Hampir tidak ada dari pemimpin kita yang mau disebut berhasil. Sehebat apapun masyarakat mengapresiasi pembangunan yang telah dijalankan, sang pemimpin tetap saja menganggap itu belum seberapa. Entah benar-benar merendahkan diri atau sebaliknya, mereka kok tidak sudi diberikan nilai 10 sekalian. Mereka lebih senang jika diberi angka 6 atau 7 saja. Lantas kenapa momennya selalu menjelang pemilu berikutnya?

Sejarah republik ini menegaskan banyak kisah tentang pemimpin yang selalu merasa “belum seberapa” menjelang perhelatan politik kembali digelar. Kisah presiden Suharto yang bisa berkuasa selama 32 tahun, justru dimulai dengan sikap rendah dirinya disetiap masa pergantian kepemimpinan secara legal. Rumus Suharto sangat sederhana dan telah dibuktikan efektif oleh para kepala daerah yang ogah berhenti sebelum kenyang.

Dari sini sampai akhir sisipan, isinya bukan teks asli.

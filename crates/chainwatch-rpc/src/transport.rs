//! The `RpcTransport` trait.

use async_trait::async_trait;
use serde::de::DeserializeOwned;
use serde_json::Value;

use crate::error::TransportError;
use crate::request::{JsonRpcRequest, JsonRpcResponse};

/// The async trait every RPC transport implements.
///
/// Implementations must be `Send + Sync` for use across Tokio tasks; the trait
/// is object-safe for the `send` path.
#[async_trait]
pub trait RpcTransport: Send + Sync + 'static {
    /// Send a single JSON-RPC request and return the response.
    async fn send(&self, req: JsonRpcRequest) -> Result<JsonRpcResponse, TransportError>;

    /// The transport's identifier (URL or name).
    fn url(&self) -> &str;

    /// Call a method and deserialize the result.
    async fn call<T: DeserializeOwned>(
        &self,
        id: u64,
        method: &str,
        params: Vec<Value>,
    ) -> Result<T, TransportError>
    where
        Self: Sized,
    {
        let req = JsonRpcRequest::new(id, method, params);
        let resp = self.send(req).await?;
        let result = resp.into_result().map_err(TransportError::Rpc)?;
        serde_json::from_value(result).map_err(TransportError::Deserialization)
    }
}
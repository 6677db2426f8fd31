//! JSON-RPC 2.0 wire types.

use serde::{Deserialize, Serialize};
use serde_json::Value;

/// JSON-RPC request ID: string, number, or null.
#[derive(Debug, Clone, PartialEq, Serialize, Deserialize)]
#[serde(untagged)]
pub enum RpcId {
    Number(u64),
    String(String),
    Null,
}

/// A JSON-RPC 2.0 request.
#[derive(Debug, Clone, Serialize, Deserialize)]
pub struct JsonRpcRequest {
    pub jsonrpc: String,
    pub method: String,
    pub params: Vec<Value>,
    pub id: RpcId,
}

impl JsonRpcRequest {
    pub fn new(id: u64, method: impl Into<String>, params: Vec<Value>) -> Self {
        Self {
            jsonrpc: "2.0".into(),
            method: method.into(),
            params,
            id: RpcId::Number(id),
        }
    }
}

/// A JSON-RPC 2.0 error object.
#[derive(Debug, Clone, Serialize, Deserialize)]
pub struct JsonRpcError {
    pub code: i64,
    pub message: String,
    #[serde(skip_serializing_if = "Option::is_none")]
    pub data: Option<Value>,
}

impl std::fmt::Display for JsonRpcError {
    fn fmt(&self, f: &mut std::fmt::Formatter<'_>) -> std::fmt::Result {
        write!(f, "JSON-RPC error {}: {}", self.code, self.message)
    }
}

/// A JSON-RPC 2.0 response.
#[derive(Debug, Clone, Serialize, Deserialize)]
pub struct JsonRpcResponse {
    pub jsonrpc: String,
    pub id: RpcId,
    #[serde(skip_serializing_if = "Option::is_none")]
    pub result: Option<Value>,
    #[serde(skip_serializing_if = "Option::is_none")]
    pub error: Option<JsonRpcError>,
}

impl JsonRpcResponse {
    /// Build a successful response (handy for transports that synthesize replies).
    pub fn ok(id: u64, result: Value) -> Self {
        Self {
            jsonrpc: "2.0".into(),
            id: RpcId::Number(id),
            result: Some(result),
            error: None,
        }
    }

    /// The result value, `Value::Null` if the node sent none, or the node's error.
    pub fn into_result(self) -> Result<Value, JsonRpcError> {
        if let Some(err) = self.error {
            Err(err)
        } else {
            Ok(self.result.unwrap_or(Value::Null))
        }
    }
}
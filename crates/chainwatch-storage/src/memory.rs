//! In-memory address ledger.
//!
//! Subscriptions live in a concurrent map of address → bucket; each bucket is
//! its own `RwLock`, so reads of different addresses never contend and a
//! registration never waits on a bucket. The checkpoint is an atomic integer.
//!
//! Write scopes stage their appends privately. `commit` takes every affected
//! bucket lock up front, applies all batches, then raises the checkpoint.
//! Readers load the checkpoint before reading a bucket and hide entries from
//! blocks above it, so a reader never sees a transaction ahead of the
//! checkpoint nor a checkpoint ahead of its transactions.
//!
//! All data is lost when the process exits.

use async_trait::async_trait;
use dashmap::mapref::entry::Entry;
use dashmap::DashMap;
use std::collections::BTreeMap;
use std::sync::atomic::{AtomicBool, AtomicU64, Ordering};
use std::sync::{Arc, RwLock};
use tracing::Span;

use chainwatch_core::error::WatchError;
use chainwatch_core::ledger::{AddressLedger, WriteScope};
use chainwatch_core::types::{normalize_address, Transaction};

/// A transaction together with the block it was committed under.
#[derive(Debug, Clone)]
struct Recorded {
    block_number: u64,
    tx: Transaction,
}

type Bucket = Arc<RwLock<Vec<Recorded>>>;

struct Inner {
    buckets: DashMap<String, Bucket>,
    checkpoint: AtomicU64,
    writer_open: AtomicBool,
}

impl Inner {
    /// Clone the bucket handle out of the map so the shard lock is released
    /// before the bucket itself is locked.
    fn bucket(&self, key: &str) -> Option<Bucket> {
        self.buckets.get(key).map(|b| Arc::clone(b.value()))
    }

    /// Apply per-address batches all-or-nothing.
    fn apply(&self, batches: BTreeMap<String, Vec<Recorded>>) -> Result<(), WatchError> {
        let mut buckets = Vec::with_capacity(batches.len());
        for address in batches.keys() {
            let bucket = self
                .bucket(address)
                .ok_or_else(|| WatchError::AddressNotFound(address.clone()))?;
            buckets.push(bucket);
        }

        let mut guards = Vec::with_capacity(buckets.len());
        for (bucket, address) in buckets.iter().zip(batches.keys()) {
            guards.push(bucket.write().map_err(|_| poisoned(address))?);
        }
        for (guard, (_, batch)) in guards.iter_mut().zip(batches) {
            guard.extend(batch);
        }
        Ok(())
    }
}

fn poisoned(address: &str) -> WatchError {
    WatchError::Internal(format!("bucket lock poisoned for {address}"))
}

// ─── InMemoryLedger ───────────────────────────────────────────────────────────

/// Volatile ledger shared by the index loop (sole writer) and query readers.
///
/// Cloning is cheap and yields a handle to the same ledger.
#[derive(Clone)]
pub struct InMemoryLedger {
    inner: Arc<Inner>,
    span: Span,
}

impl InMemoryLedger {
    pub fn new() -> Self {
        Self::with_span(tracing::info_span!("ledger"))
    }

    /// Create a ledger that reports through `span`.
    pub fn with_span(span: Span) -> Self {
        Self {
            inner: Arc::new(Inner {
                buckets: DashMap::new(),
                checkpoint: AtomicU64::new(0),
                writer_open: AtomicBool::new(false),
            }),
            span,
        }
    }

    /// Register `address` if needed and insert `txs` as always-visible history.
    pub fn seed(&self, address: &str, txs: Vec<Transaction>) -> Result<(), WatchError> {
        let key = normalize_address(address);
        let bucket = Arc::clone(
            self.inner
                .buckets
                .entry(key.clone())
                .or_insert_with(|| Arc::new(RwLock::new(Vec::new())))
                .value(),
        );
        let count = txs.len();
        bucket
            .write()
            .map_err(|_| poisoned(&key))?
            .extend(txs.into_iter().map(|tx| Recorded { block_number: 0, tx }));
        tracing::debug!(parent: &self.span, address = %key, count, "seeded address");
        Ok(())
    }
}

impl Default for InMemoryLedger {
    fn default() -> Self {
        Self::new()
    }
}

#[async_trait]
impl AddressLedger for InMemoryLedger {
    async fn register_address(&self, address: &str) -> Result<(), WatchError> {
        let key = normalize_address(address);
        match self.inner.buckets.entry(key) {
            Entry::Occupied(e) => Err(WatchError::AlreadyRegistered(e.key().clone())),
            Entry::Vacant(e) => {
                tracing::info!(parent: &self.span, address = %e.key(), "address registered");
                e.insert(Arc::new(RwLock::new(Vec::new())));
                Ok(())
            }
        }
    }

    async fn list_addresses(&self) -> Result<Vec<String>, WatchError> {
        let mut addresses: Vec<String> =
            self.inner.buckets.iter().map(|e| e.key().clone()).collect();
        addresses.sort_unstable();
        Ok(addresses)
    }

    async fn transactions(&self, address: &str) -> Result<Vec<Transaction>, WatchError> {
        let key = normalize_address(address);
        let bucket = self
            .inner
            .bucket(&key)
            .ok_or_else(|| WatchError::AddressNotFound(key.clone()))?;

        // Checkpoint first: anything committed at or below it is already in the bucket.
        let visible = self.inner.checkpoint.load(Ordering::Acquire);
        let entries = bucket.read().map_err(|_| poisoned(&key))?;
        Ok(entries
            .iter()
            .filter(|r| r.block_number <= visible)
            .map(|r| r.tx.clone())
            .collect())
    }

    async fn checkpoint(&self) -> Result<u64, WatchError> {
        Ok(self.inner.checkpoint.load(Ordering::Acquire))
    }

    async fn begin_write(&self) -> Result<Box<dyn WriteScope>, WatchError> {
        if self
            .inner
            .writer_open
            .compare_exchange(false, true, Ordering::AcqRel, Ordering::Acquire)
            .is_err()
        {
            return Err(WatchError::Internal(
                "a write scope is already open on this ledger".into(),
            ));
        }
        Ok(Box::new(MemoryWriteScope {
            inner: Arc::clone(&self.inner),
            staged: Vec::new(),
            pending_checkpoint: None,
            finished: false,
            span: self.span.clone(),
        }))
    }
}

// ─── MemoryWriteScope ─────────────────────────────────────────────────────────

/// Write scope of an [`InMemoryLedger`]. Holds the ledger's single writer slot
/// until it is committed, rolled back or dropped.
pub struct MemoryWriteScope {
    inner: Arc<Inner>,
    staged: Vec<(String, Recorded)>,
    pending_checkpoint: Option<u64>,
    finished: bool,
    span: Span,
}

#[async_trait]
impl WriteScope for MemoryWriteScope {
    fn append(
        &mut self,
        address: &str,
        block_number: u64,
        tx: Transaction,
    ) -> Result<(), WatchError> {
        let key = normalize_address(address);
        if !self.inner.buckets.contains_key(&key) {
            return Err(WatchError::AddressNotFound(key));
        }
        self.staged.push((key, Recorded { block_number, tx }));
        Ok(())
    }

    fn set_checkpoint(&mut self, block_number: u64) {
        self.pending_checkpoint = Some(block_number);
    }

    fn pending_checkpoint(&self) -> Option<u64> {
        self.pending_checkpoint
    }

    fn staged(&self) -> usize {
        self.staged.len()
    }

    async fn commit(mut self: Box<Self>) -> Result<u64, WatchError> {
        self.finished = true;
        let staged = std::mem::take(&mut self.staged);
        let appended = staged.len();

        let mut batches: BTreeMap<String, Vec<Recorded>> = BTreeMap::new();
        for (address, recorded) in staged {
            batches.entry(address).or_default().push(recorded);
        }

        if let Err(e) = self.inner.apply(batches) {
            tracing::error!(
                parent: &self.span,
                error = %e,
                discarded = appended,
                "commit failed, nothing applied"
            );
            return Err(e);
        }

        let checkpoint = match self.pending_checkpoint {
            Some(n) => self.inner.checkpoint.fetch_max(n, Ordering::AcqRel).max(n),
            None => self.inner.checkpoint.load(Ordering::Acquire),
        };
        tracing::debug!(parent: &self.span, appended, checkpoint, "write scope committed");
        Ok(checkpoint)
    }

    async fn rollback(mut self: Box<Self>) {
        self.finished = true;
        tracing::warn!(
            parent: &self.span,
            discarded = self.staged.len(),
            pending_checkpoint = ?self.pending_checkpoint,
            "write scope rolled back"
        );
        self.staged.clear();
    }
}

impl Drop for MemoryWriteScope {
    fn drop(&mut self) {
        if !self.finished && (!self.staged.is_empty() || self.pending_checkpoint.is_some()) {
            tracing::warn!(
                parent: &self.span,
                discarded = self.staged.len(),
                pending_checkpoint = ?self.pending_checkpoint,
                "write scope dropped without commit"
            );
        }
        self.inner.writer_open.store(false, Ordering::Release);
    }
}

// ─── Tests ────────────────────────────────────────────────────────────────────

Dalam lima tahun periode pemerintahan, tahun pertama hingga ketiga adalah tahun “keangkuhan”. Inilah masa dimana seorang kepala daerah ingin menunjukkan kepada lawan-lawan politiknya, bahwa daerah bisa maju berkat keterampilannya. Beragam medium dipergunakan. Beragam cara dipakai habis untuk memamer kehebatan itu. Kepala daerah A misalnya, lebih sreg mengundang massa besar bertajuk “progress report”. Massa disodorkan fakta-fakta keberhasilan berjam-jam tanpa boleh disanggah atau diselidiki kebenarannya selang beberapa menit saja. Massa disuapi laporan kemajuan menggunakan sendok agitasi, lewat suara yang diserak-serakkan, lewat sound system yang diatur menggelegar.  Massa diberitakan tentang kemajuan yang bisa saja tidak pernah mampir diantara gerak sosial mereka.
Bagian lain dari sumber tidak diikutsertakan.